BFF?: I would LOVE to be BFFs with Liesel. There’s something genuine and honest about her; maybe because she’s still a little girl for most of the book and isn’t yet hardened by the realities of the world she lives in. She’s funny and has this snarky attitude that I think would develop into wit and humor as she grew older. I could easily imagine my younger self getting into trouble with her, all the while smiling together. Liesel is also extremely caring and deeper than we give her credit for. She feels deeply and cares more than she lets on.
Listen-ability: Allan Corduner is welcome to read to me any day of the week. Although I had trouble listening for very long – his voice is soothing and melodic – I could easily imagine him as Death, discussing the life of Liesel Meminger. His imitations were very well done, especially Rosa Hubermann; I often found myself laughing at his imitation of her! However, he was able to make even the most harrowing scenes soothing, comforting me as I listened. Which was really beneficial for this book.
Crush Level: 8
I know… I probably shouldn’t have a crush level with this book, but 13 year old Candice (who still comes out from time to time) developed an adorable crush on Rudy Steiner, Liesel’s best friend in the book. His adorable way of asking “how bout a kiss” made her heart flutter. Watching Rudy grow up into the young teenager who flip-flopped between acting like a BGFF and a protective love interest towards Liesel was so sweet that 13 year old Candice couldn’t help but falling for him.
Other Point of View
So as Americans, we’re pretty much ingrained with this mindset that Germans are the bad guys when it comes to WWII. There’s no sympathy for any of them and we aren’t taught to pity, or even think about, the everyday citizens of Germany. I feel like this book opened my eyes to another side of WWII Germany, one that showed the conflict of being citizens in a world where Nazi-fever was taking over the country when you don’t support the Nazis.

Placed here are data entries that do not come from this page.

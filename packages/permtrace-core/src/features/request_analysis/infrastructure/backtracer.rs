/*
 * Path Backtracer
 *
 * Reverse reachability from a call site to the application's entry component.
 *
 * Depth-first over caller edges:
 * 1. A site already on the current branch closes a cycle: the branch yields nothing
 * 2. A site inside the entry component ends the path
 * 3. Otherwise every caller is tried in index order with the branch's visited
 *    set extended by the current site; the first non-empty result wins
 *
 * The visited set is persistent and branch-local. Sibling branches never see
 * each other's sites, so a site explored (and abandoned) under one caller is
 * still available to the next one.
 *
 * First match, not shortest path. An empty result means no acyclic path
 * exists from the site.
 */

use tracing::debug;

use super::super::domain::VisitedSet;
use super::super::ports::CallGraphPort;
use crate::shared::models::MethodSite;

/// Witness-path search toward the entry component
pub struct PathBacktracer<'a, G: CallGraphPort + ?Sized> {
    graph: &'a G,
    entry_component: &'a str,
}

impl<'a, G: CallGraphPort + ?Sized> PathBacktracer<'a, G> {
    /// `entry_component` is a substring of the entry component's class name
    pub fn new(graph: &'a G, entry_component: &'a str) -> Self {
        Self {
            graph,
            entry_component,
        }
    }

    /// Top-level search from `site`
    pub fn trace(&self, site: &MethodSite) -> Vec<MethodSite> {
        self.backtrace(site, &VisitedSet::new())
    }

    /// Path from `request` that goes through `caller` first.
    ///
    /// `caller` must be one of `request`'s callers; the result then starts
    /// with `request`, continues with `caller`, and ends in the entry component.
    pub fn trace_through(&self, request: &MethodSite, caller: &MethodSite) -> Vec<MethodSite> {
        if request.is_in_component(self.entry_component) {
            return vec![request.clone()];
        }

        let tail = self.backtrace(caller, &VisitedSet::new().with(request));
        if tail.is_empty() {
            debug!("No path from {} through {}", request, caller);
            return Vec::new();
        }

        let mut path = Vec::with_capacity(tail.len() + 1);
        path.push(request.clone());
        path.extend(tail);
        path
    }

    /// Search from `site`, skipping everything in `visited`
    pub fn backtrace(&self, site: &MethodSite, visited: &VisitedSet) -> Vec<MethodSite> {
        if visited.contains(site) {
            debug!("Cycle at {}, abandoning branch", site);
            return Vec::new();
        }

        if site.is_in_component(self.entry_component) {
            debug!("Reached entry component at {}", site);
            return vec![site.clone()];
        }

        let visited = visited.with(site);
        let callers = self.graph.callers_of(site);
        if callers.is_empty() {
            return Vec::new();
        }

        for edge in &callers {
            let tail = self.backtrace(&edge.caller, &visited);
            if !tail.is_empty() {
                let mut path = Vec::with_capacity(tail.len() + 1);
                path.push(site.clone());
                path.extend(tail);
                return path;
            }
        }

        Vec::new()
    }
}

This book would not be a book without the books that made up this book. Ha. Liesel steals her first book in a graveyard, thus starting her career of stealing books. While the books she steals aren’t really of much interest, it’s how she steals them, how her stealing affects her, that’s interesting. She gets a fever for it, needing to do it to satisfy the craving.
Not death, as in dying, but Death, the person who comes around and collects souls. This was such a perfect choice for narrator, not only because of the premise of the story but because of the time in which it took place. Death mentions how during wars he is always at man’s beck and call, always busy. His descriptions of carrying souls is heart-breaking. And, who knew? Death has kind of a sense of humor.

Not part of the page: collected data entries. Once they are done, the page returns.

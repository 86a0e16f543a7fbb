//! Request Analysis Application Layer
//!
//! `RequestAnalysisService` orchestrates the ports and infrastructure
//! components in two strictly sequential phases:
//!
//! 1. **Discovery and resolution**: find every call to the request API from
//!    application code, attribute a permission to each caller, backtrace a
//!    witness path, and record the findings without duplicate keys.
//! 2. **Explanation enrichment**: for every attributed finding, collect
//!    candidate rationale text.
//!
//! Phase 2 only starts once phase 1 has produced the complete, deduplicated
//! list.

#[cfg(feature = "parallel")]
use rayon::prelude::*;
use std::collections::BTreeSet;
use tracing::{debug, info};

use super::domain::{AnalyzedApk, RequestAnalysis};
use super::infrastructure::{ExplanationFinder, PathBacktracer, PermissionResolver};
use super::ports::{CallGraphPort, ExplanationClassifier, ResourceTablePort};
use crate::config::{RequestAnalysisConfig, Validatable};
use crate::errors::Result;
use crate::shared::models::MethodSite;

/// A request API method and the application methods calling it
#[derive(Debug, Clone, PartialEq, Eq)]
pub struct DiscoveredRequest {
    pub request_method: MethodSite,
    /// Non-SDK callers, first occurrence order
    pub callers: Vec<MethodSite>,
}

/// Request Analysis Service - Main Application Service
///
/// ## Example
/// ```rust,ignore
/// use permtrace_core::{AnalyzedApk, InMemoryAppIndex, RequestAnalysisService};
///
/// let index = InMemoryAppIndex::from_json_file("app-index.json")?;
/// let classifier = |permission: &str, text: &str| my_model.accepts(permission, text);
/// let service = RequestAnalysisService::new(&index, &index, &classifier);
///
/// let mut apk = AnalyzedApk::new("com.app", manifest.permissions());
/// service.run(&mut apk, "com.app.MainActivity")?;
/// ```
pub struct RequestAnalysisService<'a, G, R, C>
where
    G: CallGraphPort + ?Sized,
    R: ResourceTablePort + ?Sized,
    C: ExplanationClassifier + ?Sized,
{
    graph: &'a G,
    resources: &'a R,
    classifier: &'a C,
    config: RequestAnalysisConfig,
}

impl<'a, G, R, C> RequestAnalysisService<'a, G, R, C>
where
    G: CallGraphPort + ?Sized,
    R: ResourceTablePort + ?Sized,
    C: ExplanationClassifier + ?Sized,
{
    /// Create a service with the default configuration
    pub fn new(graph: &'a G, resources: &'a R, classifier: &'a C) -> Self {
        Self {
            graph,
            resources,
            classifier,
            config: RequestAnalysisConfig::default(),
        }
    }

    /// Replace the configuration (builder pattern)
    pub fn with_config(mut self, config: RequestAnalysisConfig) -> Result<Self> {
        config.validate()?;
        self.config = config;
        Ok(self)
    }

    pub fn config(&self) -> &RequestAnalysisConfig {
        &self.config
    }

    /// Run both phases, appending findings to `apk`.
    ///
    /// `entry_component` is a substring of the entry component's class name.
    /// On error `apk` is left as it was.
    pub fn run(&self, apk: &mut AnalyzedApk, entry_component: &str) -> Result<()> {
        info!("Starting request analysis...");

        let mut staged = apk.clone();
        let added = self.analyze_requests(&mut staged, entry_component)?;
        info!("Recorded {} permission requests", added);
        self.analyze_explanations(&mut staged)?;

        *apk = staged;
        Ok(())
    }

    /// Request API methods in platform code and their application callers
    pub fn discover_requests(&self) -> Vec<DiscoveredRequest> {
        let mut discovered = Vec::new();

        for request_method in self.graph.find_methods_by_name(&self.config.request_method_name) {
            if !self.config.is_platform_site(&request_method) {
                debug!("Skipping non-platform request method {}", request_method);
                continue;
            }
            debug!("Request: {}", request_method);

            let mut callers: Vec<MethodSite> = Vec::new();
            for edge in self.graph.callers_of(&request_method) {
                if self.config.is_sdk_site(&edge.caller) {
                    continue;
                }
                if !callers.contains(&edge.caller) {
                    debug!("XREF from: {}", edge.caller);
                    callers.push(edge.caller);
                }
            }

            discovered.push(DiscoveredRequest {
                request_method,
                callers,
            });
        }

        discovered
    }

    /// Phase 1: resolve every discovered caller into `apk`.
    ///
    /// Returns how many findings were added; findings whose key is already
    /// present are dropped.
    pub fn analyze_requests(&self, apk: &mut AnalyzedApk, entry_component: &str) -> Result<usize> {
        let work: Vec<(MethodSite, MethodSite)> = self
            .discover_requests()
            .into_iter()
            .flat_map(|d| {
                let request = d.request_method;
                d.callers.into_iter().map(move |caller| (request.clone(), caller))
            })
            .collect();

        let permissions = &apk.requested_permissions_from_manifest;
        let package = apk.package_name.as_str();
        let per_caller = self.resolve_all(&work, permissions, package, entry_component)?;

        let mut added = 0;
        for analysis in per_caller.into_iter().flatten() {
            if apk.push_request(analysis) {
                added += 1;
            }
        }
        Ok(added)
    }

    #[cfg(feature = "parallel")]
    fn resolve_all(
        &self,
        work: &[(MethodSite, MethodSite)],
        permissions: &BTreeSet<String>,
        package: &str,
        entry_component: &str,
    ) -> Result<Vec<Vec<RequestAnalysis>>> {
        if self.config.parallel {
            return work
                .par_iter()
                .map(|(request, caller)| {
                    self.analyze_caller(request, caller, permissions, package, entry_component)
                })
                .collect();
        }
        self.resolve_sequential(work, permissions, package, entry_component)
    }

    #[cfg(not(feature = "parallel"))]
    fn resolve_all(
        &self,
        work: &[(MethodSite, MethodSite)],
        permissions: &BTreeSet<String>,
        package: &str,
        entry_component: &str,
    ) -> Result<Vec<Vec<RequestAnalysis>>> {
        self.resolve_sequential(work, permissions, package, entry_component)
    }

    fn resolve_sequential(
        &self,
        work: &[(MethodSite, MethodSite)],
        permissions: &BTreeSet<String>,
        package: &str,
        entry_component: &str,
    ) -> Result<Vec<Vec<RequestAnalysis>>> {
        work.iter()
            .map(|(request, caller)| {
                self.analyze_caller(request, caller, permissions, package, entry_component)
            })
            .collect()
    }

    /// Findings for one `(request, caller)` call site
    pub fn analyze_caller(
        &self,
        request: &MethodSite,
        caller: &MethodSite,
        permissions: &BTreeSet<String>,
        package: &str,
        entry_component: &str,
    ) -> Result<Vec<RequestAnalysis>> {
        let source = self.graph.source_of(caller).unwrap_or_default();
        let resolver = PermissionResolver::new(self.graph, self.resources, &self.config, package);
        let matches = resolver.resolve(caller, &source, permissions)?;

        if matches.is_empty() && self.config.is_sdk_site(caller) {
            return Ok(Vec::new());
        }

        let tracer = PathBacktracer::new(self.graph, entry_component);
        let path = tracer.trace_through(request, caller);

        if matches.is_empty() {
            let unknown = RequestAnalysis::unknown(request.clone(), caller.clone(), &source)
                .with_path(path);
            info!("Unknown permission requested from {}", caller);
            return Ok(vec![unknown]);
        }

        Ok(matches
            .into_iter()
            .map(|m| {
                RequestAnalysis::new(m.permission, request.clone(), caller.clone(), m.tier)
                    .with_path(path.clone())
            })
            .collect())
    }

    /// Phase 2: attach explanations to every attributed finding
    pub fn analyze_explanations(&self, apk: &mut AnalyzedApk) -> Result<()> {
        let finder = ExplanationFinder::new(
            self.graph,
            self.resources,
            self.classifier,
            &self.config,
            &apk.package_name,
        );

        let mut explanations = Vec::with_capacity(apk.analyzed_requests.len());
        for request in &apk.analyzed_requests {
            if request.is_unknown() {
                explanations.push(None);
            } else {
                explanations.push(Some(finder.find_explanations(request)?));
            }
        }

        for (request, found) in apk.analyzed_requests.iter_mut().zip(explanations) {
            if let Some(found) = found {
                request.explanation = found;
            }
        }
        Ok(())
    }
}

Commencement Speech: “Sometimes you read a book so special that you want to carry it around with you for months after you’ve finished just to stay near it.” – Markus Zusak
Yes, this is how I feel about The Book Thief. Although I listened to it, I want to run out and buy it, put it in my pocket, and keep it close to me at all times. It’s funny: all during the book I was told what happens, I was warned and warned and warned again: this would not be a happy story. So naturally, when the ending neared, there was a gasp, an “Oh God no!” and tears. Endless streams of tears that started back as soon as they stopped.

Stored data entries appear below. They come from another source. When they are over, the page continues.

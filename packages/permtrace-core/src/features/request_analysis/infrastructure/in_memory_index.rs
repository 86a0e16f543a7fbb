/*
 * In-Memory App Index
 *
 * Adapter implementing both CallGraphPort and ResourceTablePort over data
 * exported by a bytecode front end (or assembled by hand in tests).
 *
 * - Call graph: petgraph DiGraph, one node per MethodSite, one edge per call
 *   (weight = bytecode offset). Parallel edges are kept.
 * - Edge enumeration follows insertion order, which the backtracer's
 *   first-match result depends on.
 * - Snapshot: serde JSON document (`AppIndexSnapshot`).
 */

use petgraph::graph::{DiGraph, NodeIndex};
use petgraph::visit::EdgeRef;
use petgraph::Direction;
use rustc_hash::FxHashMap;
use serde::{Deserialize, Serialize};
use std::collections::BTreeMap;
use std::path::Path;
use tracing::info;

use super::super::ports::{CallGraphPort, ResourceTablePort};
use crate::errors::Result;
use crate::shared::models::{CallEdge, MethodSite, StringLiteralRef};

// ============================================================================
// Snapshot format
// ============================================================================

/// Serialized form of an application index
#[derive(Debug, Clone, Default, Serialize, Deserialize)]
pub struct AppIndexSnapshot {
    #[serde(default)]
    pub methods: Vec<MethodEntry>,
    #[serde(default)]
    pub calls: Vec<CallEdge>,
    #[serde(default)]
    pub strings: Vec<StringLiteralRef>,
    #[serde(default)]
    pub resources: Vec<StringTableEntry>,
}

/// A method and its decompiled body
#[derive(Debug, Clone, Serialize, Deserialize)]
pub struct MethodEntry {
    #[serde(flatten)]
    pub site: MethodSite,
    #[serde(default, skip_serializing_if = "Option::is_none")]
    pub source: Option<String>,
}

/// Resolved strings of one package/locale pair
#[derive(Debug, Clone, Serialize, Deserialize)]
pub struct StringTableEntry {
    pub package: String,
    pub locale: String,
    #[serde(default)]
    pub strings: BTreeMap<u64, String>,
}

// ============================================================================
// Index
// ============================================================================

type StringTables = FxHashMap<String, FxHashMap<String, FxHashMap<u64, String>>>;

/// Call graph, decompiled sources, string literals and resolved resources
#[derive(Debug, Default)]
pub struct InMemoryAppIndex {
    graph: DiGraph<MethodSite, u32>,
    nodes: FxHashMap<MethodSite, NodeIndex>,
    sources: FxHashMap<MethodSite, String>,
    strings: Vec<StringLiteralRef>,
    tables: StringTables,
}

impl InMemoryAppIndex {
    pub fn new() -> Self {
        Self::default()
    }

    /// Register a method; a no-op for known methods
    pub fn add_method(&mut self, site: &MethodSite) -> NodeIndex {
        if let Some(&idx) = self.nodes.get(site) {
            return idx;
        }
        let idx = self.graph.add_node(site.clone());
        self.nodes.insert(site.clone(), idx);
        idx
    }

    /// Record that `caller` invokes `callee` at `offset`
    pub fn add_call(&mut self, caller: &MethodSite, callee: &MethodSite, offset: u32) {
        let from = self.add_method(caller);
        let to = self.add_method(callee);
        self.graph.add_edge(from, to, offset);
    }

    pub fn set_source(&mut self, site: &MethodSite, source: impl Into<String>) {
        self.add_method(site);
        self.sources.insert(site.clone(), source.into());
    }

    pub fn add_string_literal(&mut self, literal: StringLiteralRef) {
        for site in &literal.xref_from {
            self.add_method(site);
        }
        self.strings.push(literal);
    }

    /// Create an (initially empty) resolved-string table
    pub fn add_string_table(&mut self, package: &str, locale: &str) {
        self.tables
            .entry(package.to_string())
            .or_default()
            .entry(locale.to_string())
            .or_default();
    }

    pub fn add_resolved_string(
        &mut self,
        package: &str,
        locale: &str,
        id: u64,
        value: impl Into<String>,
    ) {
        self.tables
            .entry(package.to_string())
            .or_default()
            .entry(locale.to_string())
            .or_default()
            .insert(id, value.into());
    }

    pub fn method_count(&self) -> usize {
        self.graph.node_count()
    }

    pub fn call_count(&self) -> usize {
        self.graph.edge_count()
    }

    pub fn from_snapshot(snapshot: AppIndexSnapshot) -> Self {
        let mut index = Self::new();

        for entry in snapshot.methods {
            index.add_method(&entry.site);
            if let Some(source) = entry.source {
                index.sources.insert(entry.site, source);
            }
        }
        for edge in snapshot.calls {
            index.add_call(&edge.caller, &edge.callee, edge.offset);
        }
        for literal in snapshot.strings {
            index.add_string_literal(literal);
        }
        for table in snapshot.resources {
            index.add_string_table(&table.package, &table.locale);
            for (id, value) in table.strings {
                index.add_resolved_string(&table.package, &table.locale, id, value);
            }
        }

        info!(
            "Loaded app index: {} methods, {} calls, {} string literals",
            index.method_count(),
            index.call_count(),
            index.strings.len()
        );
        index
    }

    pub fn from_json(json: &str) -> Result<Self> {
        let snapshot: AppIndexSnapshot = serde_json::from_str(json)?;
        Ok(Self::from_snapshot(snapshot))
    }

    pub fn from_json_file(path: impl AsRef<Path>) -> Result<Self> {
        let content = std::fs::read_to_string(path)?;
        Self::from_json(&content)
    }

    fn edges(&self, site: &MethodSite, direction: Direction) -> Vec<CallEdge> {
        let Some(&idx) = self.nodes.get(site) else {
            return Vec::new();
        };

        let mut edges: Vec<_> = self.graph.edges_directed(idx, direction).collect();
        edges.sort_by_key(|e| e.id().index());

        edges
            .into_iter()
            .map(|e| {
                CallEdge::new(
                    self.graph[e.source()].clone(),
                    self.graph[e.target()].clone(),
                    *e.weight(),
                )
            })
            .collect()
    }
}

impl CallGraphPort for InMemoryAppIndex {
    fn find_methods_by_name(&self, name: &str) -> Vec<MethodSite> {
        self.graph
            .node_indices()
            .map(|idx| &self.graph[idx])
            .filter(|site| site.name.starts_with(name))
            .cloned()
            .collect()
    }

    fn callers_of(&self, site: &MethodSite) -> Vec<CallEdge> {
        self.edges(site, Direction::Incoming)
    }

    fn callees_of(&self, site: &MethodSite) -> Vec<CallEdge> {
        self.edges(site, Direction::Outgoing)
    }

    fn source_of(&self, site: &MethodSite) -> Option<String> {
        self.sources.get(site).cloned()
    }

    fn string_literals(&self) -> &[StringLiteralRef] {
        &self.strings
    }
}

impl ResourceTablePort for InMemoryAppIndex {
    fn has_string_table(&self, package: &str, locale: &str) -> bool {
        self.tables
            .get(package)
            .is_some_and(|locales| locales.contains_key(locale))
    }

    fn resolve_string(&self, package: &str, locale: &str, id: u64) -> Option<String> {
        self.tables.get(package)?.get(locale)?.get(&id).cloned()
    }
}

Y’all, this book was THAT good. I became so attached to these characters, so in love with them, that my heart literally hurt for them and for their struggles. I wanted to rescue them and be there for them, holding their hands. These weren’t just characters in a book; they became a part of me.
And the writing, oh the writing! Zusak certainly has a way with words, of painting a scene with such imagery that I sat flabbergasted at how he managed to come up with it.
It’s been a long time that a book has affected me this much, has torn me up and made me feel so deeply for the characters and their world. This isn’t a book of sadness though; not really. It’s funny and imaginative, realistic and honest about the world, thought-provoking and changing. Truly, truly beautiful.
Yearbook Quote: “Hair the color of lemons,’” Rudy read. His fingers touched the words. “You told him about me?”
At first, Liesel could not talk. Perhaps it was the sudden bumpiness of love she felt for him. Or had she always loved him? It’s likely. Restricted as she was from speaking, she wanted him to kiss her. She wanted him to drag her hand across and pull her over. It didn’t matter where. Her mouth, her neck, her cheek. Her skin was empty for it, waiting.
Years ago, when they’d raced on a muddy field, Rudy was a hastily assembled set of bones, with a jagged, rocky smile. In the trees this afternoon, he was a giver of bread and teddy bears. He was a triple Hitler Youth athletics champion. He was her best friend. And he was a month from his death.
“Of course I told him about you,” Liesel said.”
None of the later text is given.